MATERIAL SUPPLIED section start

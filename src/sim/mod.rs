//! Deterministic simulation module
//!
//! All race logic lives here. This module must be pure and deterministic:
//! - Caller-supplied frame delta, clamped per tick
//! - Seeded RNG only (owned by the world)
//! - Stable iteration order (player first, then AI by id)
//! - No rendering or platform dependencies

pub mod ai;
pub mod collision;
pub mod course;
pub mod physics;
pub mod race;
pub mod state;
pub mod tick;
pub mod wind;

pub use ai::{AiPilot, AiState, AiTraits, HelmCommand, Tack};
pub use collision::{is_on_collision_course, resolve_boat_pair, resolve_island};
pub use course::Course;
pub use race::{RaceResult, race_complete, standings};
pub use state::{
    Buoy, Competitor, Island, PLAYER_INDEX, RaceEvent, RacePhase, RaceProgress, RaceWorld, Rudder,
    SailTrim, Sandbar, Vessel, WakeParticle,
};
pub use tick::{TickInput, tick};
pub use wind::Wind;
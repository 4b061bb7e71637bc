pub mod allocation;
pub mod compiler;
pub mod drain;

use std::collections::BTreeSet;

use serde::Serialize;

use crate::model::{Action, OperatorConfig, OperatorSnapshot, TargetAllocation};

pub use allocation::{compute_targets, live_candidates, AllocationInput};
pub use compiler::{compile_actions, CompileInput};
pub use drain::{drain_queue, DrainOutcome};

/// Which path produced a plan.
#[derive(Debug, Clone, Copy, PartialEq, Eq, Serialize)]
#[serde(rename_all = "snake_case")]
pub enum PlanKind {
    /// Free balance cannot cover the undelegation queue; the plan is at
    /// most one unstake that frees funds for it.
    Drain,
    /// Normal target allocation and action compilation.
    Rebalance,
}

/// Output of one planning pass.
#[derive(Debug, Clone)]
pub struct CyclePlan {
    pub kind: PlanKind,
    pub actions: Vec<Action>,
    /// Targets computed by the rebalance path (empty for a drain).
    pub targets: TargetAllocation,
    /// Set on the drain path.
    pub drain: Option<DrainOutcome>,
}

impl CyclePlan {
    pub fn is_empty(&self) -> bool {
        self.actions.is_empty()
    }
}

/// Plan one cycle from a snapshot.
///
/// Pure: no I/O, and identical inputs always yield identical plans. The
/// execution orchestrator calls this again on fresh snapshots when it
/// recalculates after a stale-state failure.
pub fn plan_cycle(snapshot: &OperatorSnapshot, config: &OperatorConfig) -> CyclePlan {
    if snapshot.free_balance < snapshot.undelegation_queue {
        let outcome = drain_queue(
            &snapshot.stakes,
            snapshot.free_balance,
            snapshot.undelegation_queue,
            snapshot.min_stake_per_pool,
        );
        return CyclePlan {
            kind: PlanKind::Drain,
            actions: outcome.action().cloned().into_iter().collect(),
            targets: TargetAllocation::new(),
            drain: Some(outcome),
        };
    }

    let candidates = live_candidates(&snapshot.pools, &snapshot.stakes, config, snapshot.timestamp);
    let live_pools: BTreeSet<_> = candidates.iter().map(|p| p.id).collect();

    let targets = compute_targets(&AllocationInput {
        operator: snapshot.operator,
        current_stakes: &snapshot.stakes,
        free_balance: snapshot.free_balance,
        candidates: &candidates,
        undelegation_queue: snapshot.undelegation_queue,
        min_stake_per_pool: snapshot.min_stake_per_pool,
        max_pool_count: config.max_pool_count,
    });

    let actions = compile_actions(&CompileInput {
        current_stakes: &snapshot.stakes,
        targets: &targets,
        live_pools: &live_pools,
        free_balance: snapshot.free_balance,
        undelegation_queue: snapshot.undelegation_queue,
        min_transaction_amount: config.min_transaction_wei(),
        min_stake_per_pool: snapshot.min_stake_per_pool,
    });

    CyclePlan {
        kind: PlanKind::Rebalance,
        actions,
        targets,
        drain: None,
    }
}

MATERIAL SUPPLIED section end

### TASK PROMPT
Each line of the listing above that includes the word "CyclePlan" should be copied.

### ANSWER FOR THIS EXERCISE
pub struct CyclePlan {
impl CyclePlan {
pub fn plan_cycle(snapshot: &OperatorSnapshot, config: &OperatorConfig) -> CyclePlan {
        return CyclePlan {
    CyclePlan {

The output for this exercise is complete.